Algo tiene que destruirse para que podamos recomponernos como nación, como patria, como unidad.
Por Eduardo Herrera
Hace unos buenos años se ha instalado en el Perú una manera cínica de hacer política que todos percibimos y aceptamos sin ruborizarnos.
Un congresista es acusado de maltrato familiar y luego es salvado del desafuero por sus pares, si es que tenemos la suerte -por presión social- de que lo procesen en la “comisión de ética”. Un ministro o el mismísimo presidente es acusado con pruebas de corrupción y no pasa nada. Un ex gobernador regional es sancionado como autor del mismo delito y cuando sale de la cárcel intenta volver a postular.
Un alcalde es detenido por corrupción y, luego de salir momentáneamente librado, ingresó a Palacio de Gobierno para ser premiado por el presidente. Pero qué podemos esperar si tuvimos también a un candidato presidencial que hizo campaña desde el penal en el que estuvo recluido por estos mismos delitos.
El “líder” del partido de gobierno está sentenciado por corrupción -además de estar investigado por varios otros ilícitos- e impone condiciones (da entrevistas incluso) llegando a ser una autoridad de facto. La política cínica acá es una realidad, tanto o más que la realpolitik.
Hacer lo mismo esperando resultados diferentes es torpe por decir lo menos. Pensar que esto cambiará simplemente “porque sí” es ingenuo. Sostener que son las leyes las que nos sacarán de la anomía en la que vivimos determina una genuina contradicción.
¿Cómo salir de esto entonces? ¿cómo “aterrizar” ciertos intangibles? o, mejor dicho, ¿cómo generar confianza en las personas mediante un nuevo comportamiento de los políticos?
Honestamente, pienso que pedir en principio “gente nueva” no es necesariamente la solución. Son las conductas de las personas las que debemos de cambiar y no sus nombres. Aquí es donde nosotros tenemos que recobrar la consciencia de un hecho que parece olvidarse: somos las personas con capacidad de votar las que los elegimos.
Examine bien a su candidato. Piense que en las manos de esa persona está mucho de su futuro o el de sus seres queridos. Ahí sí apliquemos la famosa y mal entendida frase que sirve de campaña -precisamente- a los de siempre: hechos y no palabras. No regalemos el voto. Definitivamente, numéricamente, somos muchos más. Nosotros tenemos el genuino poder.
La política es la que tiene que refundarse en el país.
- No es necesaria una nueva constitución o una gran ley para ello. Una política sensible que converse y escuche, que no se envilezca pensando que el poder es eterno y propio. Una política que sea transparente más allá de un formulario legal. Una política que se atreva romper argollas sin venganza y que esté dispuesta a jugársela por las reformas que necesita el país. Una política que no robe el recurso público. No es mucho pedir, es nuestro derecho. Se acercan nuevos retos, nuevas elecciones. En nuestras manos quedará saber si hemos aprendido o no la lección.

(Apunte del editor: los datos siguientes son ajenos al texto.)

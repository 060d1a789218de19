//! Per-call evaluation state.
//!
//! A context is an immutable snapshot of the file under evaluation plus the
//! caller's functions and variables. The only mutable part is the parent
//! stack used for cycle detection, which nested and overlaid contexts share
//! by reference so detection stays coherent across the merged scope. A
//! context is confined to the thread that runs the format call.

use std::cell::RefCell;
use std::rc::Rc;

use indexmap::IndexMap;

use lingua_syntax::Expression;

use crate::error::{EvalError, Result};
use crate::file::LocalizationFile;
use crate::functions::{FunctionDecl, FunctionRegistry};

/// Closure shape used for both the file's captured global context and the
/// per-call context. Composition is sequential application: the global
/// initializer runs first, the per-call one second, so per-call settings win.
pub type ContextInit = dyn Fn(&mut ContextBuilder) + Send + Sync;

/// One element on the parent stack.
#[derive(Debug, Clone, PartialEq, Eq)]
pub enum Parent {
    Message(String),
    Term(String),
    Attribute { entry: String, name: String },
}

impl std::fmt::Display for Parent {
    fn fmt(&self, f: &mut std::fmt::Formatter<'_>) -> std::fmt::Result {
        match self {
            Parent::Message(name) | Parent::Term(name) => write!(f, "{name}"),
            Parent::Attribute { entry, name } => write!(f, "{entry}.{name}"),
        }
    }
}

/// Pops the parent stack when the evaluation of a named element finishes,
/// error or not.
#[derive(Debug)]
pub(crate) struct ParentGuard {
    parents: Rc<RefCell<Vec<Parent>>>,
}

impl Drop for ParentGuard {
    fn drop(&mut self) {
        self.parents.borrow_mut().pop();
    }
}

/// Immutable snapshot of file, functions and variables for one format call.
pub struct EvaluationContext<'f> {
    file: &'f LocalizationFile,
    functions: FunctionRegistry,
    variables: IndexMap<String, Expression>,
    parents: Rc<RefCell<Vec<Parent>>>,
}

impl<'f> EvaluationContext<'f> {
    /// An empty context over `file`.
    pub fn new(file: &'f LocalizationFile) -> Self {
        Self {
            file,
            functions: FunctionRegistry::new(),
            variables: IndexMap::new(),
            parents: Rc::new(RefCell::new(Vec::new())),
        }
    }

    pub(crate) fn from_parts(
        file: &'f LocalizationFile,
        functions: FunctionRegistry,
        variables: IndexMap<String, Expression>,
        parents: Rc<RefCell<Vec<Parent>>>,
    ) -> Self {
        Self { file, functions, variables, parents }
    }

    pub fn file(&self) -> &'f LocalizationFile {
        self.file
    }

    pub fn functions(&self) -> &FunctionRegistry {
        &self.functions
    }

    pub fn variable(&self, name: &str) -> Option<&Expression> {
        self.variables.get(name)
    }

    pub fn variables(&self) -> &IndexMap<String, Expression> {
        &self.variables
    }

    pub(crate) fn parents(&self) -> Rc<RefCell<Vec<Parent>>> {
        Rc::clone(&self.parents)
    }

    /// A new context whose variables are the union with `overlay`, the
    /// overlay winning on name collisions. The parent stack is shared.
    pub fn overlay_variables(&self, overlay: &IndexMap<String, Expression>) -> Self {
        let mut variables = self.variables.clone();
        for (name, value) in overlay {
            variables.insert(name.clone(), value.clone());
        }
        Self {
            file: self.file,
            functions: self.functions.clone(),
            variables,
            parents: Rc::clone(&self.parents),
        }
    }

    /// A new context whose functions are the union with `overlay`, the
    /// overlay winning on name collisions. The parent stack is shared.
    pub fn overlay_functions(&self, overlay: &FunctionRegistry) -> Self {
        let mut functions = self.functions.clone();
        functions.merge(overlay);
        Self {
            file: self.file,
            functions,
            variables: self.variables.clone(),
            parents: Rc::clone(&self.parents),
        }
    }

    /// Push a named element on the parent stack, failing if it is already
    /// there. The returned guard pops it again when dropped.
    pub(crate) fn enter(&self, parent: Parent) -> Result<ParentGuard> {
        {
            let parents = self.parents.borrow();
            if parents.contains(&parent) {
                let mut path: Vec<String> = parents.iter().map(ToString::to_string).collect();
                path.push(parent.to_string());
                return Err(EvalError::Cycle { path: path.join(" -> ") });
            }
        }
        self.parents.borrow_mut().push(parent);
        Ok(ParentGuard { parents: Rc::clone(&self.parents) })
    }
}

impl std::fmt::Debug for EvaluationContext<'_> {
    fn fmt(&self, f: &mut std::fmt::Formatter<'_>) -> std::fmt::Result {
        f.debug_struct("EvaluationContext")
            .field("variables", &self.variables.keys().collect::<Vec<_>>())
            .field("functions", &self.functions)
            .field("parents", &self.parents.borrow())
            .finish()
    }
}

/// Collects variables and functions before a context is frozen.
#[derive(Default)]
pub struct ContextBuilder {
    variables: IndexMap<String, Expression>,
    functions: FunctionRegistry,
}

impl ContextBuilder {
    pub fn new() -> Self {
        Self::default()
    }

    /// Bind a variable to an arbitrary expression.
    pub fn variable(&mut self, name: &str, value: Expression) -> &mut Self {
        self.variables.insert(name.to_string(), value);
        self
    }

    pub fn string(&mut self, name: &str, value: impl Into<String>) -> &mut Self {
        self.variable(name, Expression::string(value))
    }

    pub fn integer(&mut self, name: &str, value: i64) -> &mut Self {
        self.variable(name, Expression::integer(value))
    }

    pub fn float(&mut self, name: &str, value: f64) -> &mut Self {
        self.variable(name, Expression::float(value))
    }

    pub fn boolean(&mut self, name: &str, value: bool) -> &mut Self {
        self.variable(name, Expression::string(if value { "true" } else { "false" }))
    }

    /// Merge a whole registry; later registrations win.
    pub fn functions(&mut self, registry: &FunctionRegistry) -> &mut Self {
        self.functions.merge(registry);
        self
    }

    /// Register a single function.
    pub fn function(&mut self, decl: FunctionDecl) -> &mut Self {
        self.functions.register(decl);
        self
    }

    /// Freeze into a context over `file`.
    pub fn build(self, file: &LocalizationFile) -> EvaluationContext<'_> {
        self.build_shared(file, Rc::new(RefCell::new(Vec::new())))
    }

    /// Freeze into a context that shares an existing parent stack, so cycle
    /// detection spans the merged scope.
    pub(crate) fn build_shared(
        self,
        file: &LocalizationFile,
        parents: Rc<RefCell<Vec<Parent>>>,
    ) -> EvaluationContext<'_> {
        EvaluationContext { file, functions: self.functions, variables: self.variables, parents }
    }
}

#[cfg(test)]
mod tests {
    use super::*;
    use crate::file::LocalizationFile;

    #[test]
    fn test_overlay_variables_is_non_destructive() {
        let file = LocalizationFile::parse("m = x\n").unwrap();
        let mut builder = ContextBuilder::new();
        builder.string("a", "outer").string("b", "kept");
        let outer = builder.build(&file);

        let mut overlay = IndexMap::new();
        overlay.insert("a".to_string(), Expression::string("inner"));
        let inner = outer.overlay_variables(&overlay);

        assert!(matches!(
            inner.variable("a").map(|e| &e.kind),
            Some(lingua_syntax::ExprKind::StringLiteral(s)) if s == "inner"
        ));
        assert!(inner.variable("b").is_some());
        // The outer context is untouched.
        assert!(matches!(
            outer.variable("a").map(|e| &e.kind),
            Some(lingua_syntax::ExprKind::StringLiteral(s)) if s == "outer"
        ));
    }

    #[test]
    fn test_overlaid_contexts_share_the_parent_stack() {
        let file = LocalizationFile::parse("m = x\n").unwrap();
        let outer = EvaluationContext::new(&file);
        let inner = outer.overlay_variables(&IndexMap::new());

        let _guard = outer.enter(Parent::Message("m".to_string())).unwrap();
        let err = inner.enter(Parent::Message("m".to_string())).unwrap_err();
        assert!(matches!(err, EvalError::Cycle { ref path } if path == "m -> m"));
    }

    #[test]
    fn test_parent_guard_pops_on_drop() {
        let file = LocalizationFile::parse("m = x\n").unwrap();
        let ctx = EvaluationContext::new(&file);
        {
            let _guard = ctx.enter(Parent::Term("t".to_string())).unwrap();
            assert_eq!(ctx.parents.borrow().len(), 1);
        }
        assert_eq!(ctx.parents.borrow().len(), 0);
        // Re-entering after the guard dropped is fine.
        assert!(ctx.enter(Parent::Term("t".to_string())).is_ok());
    }

    #[test]
    fn test_attribute_parents_render_with_their_entry() {
        let parent = Parent::Attribute { entry: "msg".into(), name: "title".into() };
        assert_eq!(parent.to_string(), "msg.title");
    }
}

- Pero esto no puede seguir así. Esto no es lo que necesitamos como país. Esto no es normal. Lo normal sería tener políticos honestos que reformen el Estado, que promuevan políticas públicas para acelerar nuestro crecimiento económico, que cada año es más lento y pobre. Lo normal sería tener buena infraestructura, buenos servicios de agua, salud, educación, justicia y seguridad. Lo normal sería que los pobres sean más ricos y los ricos también (¡!) y que nadie se escandalice por esto o nos venda narrativas envidiosas o amargadas. Lo normal sería que el Estado sea un compañero de camino que ayuda, no un escándalo cada domingo.
- Esto sería lo normal, pero a los peruanos, al parecer, o no nos gusta lo normal, o simplemente ya nos acostumbramos a lo anormal. Nos acostumbramos a no ser un país normal y saludable, sino uno enfermo, decadente y dividido. Algo tiene que romperse o destruirse para que podamos recomponernos como nación, como patria, como unidad.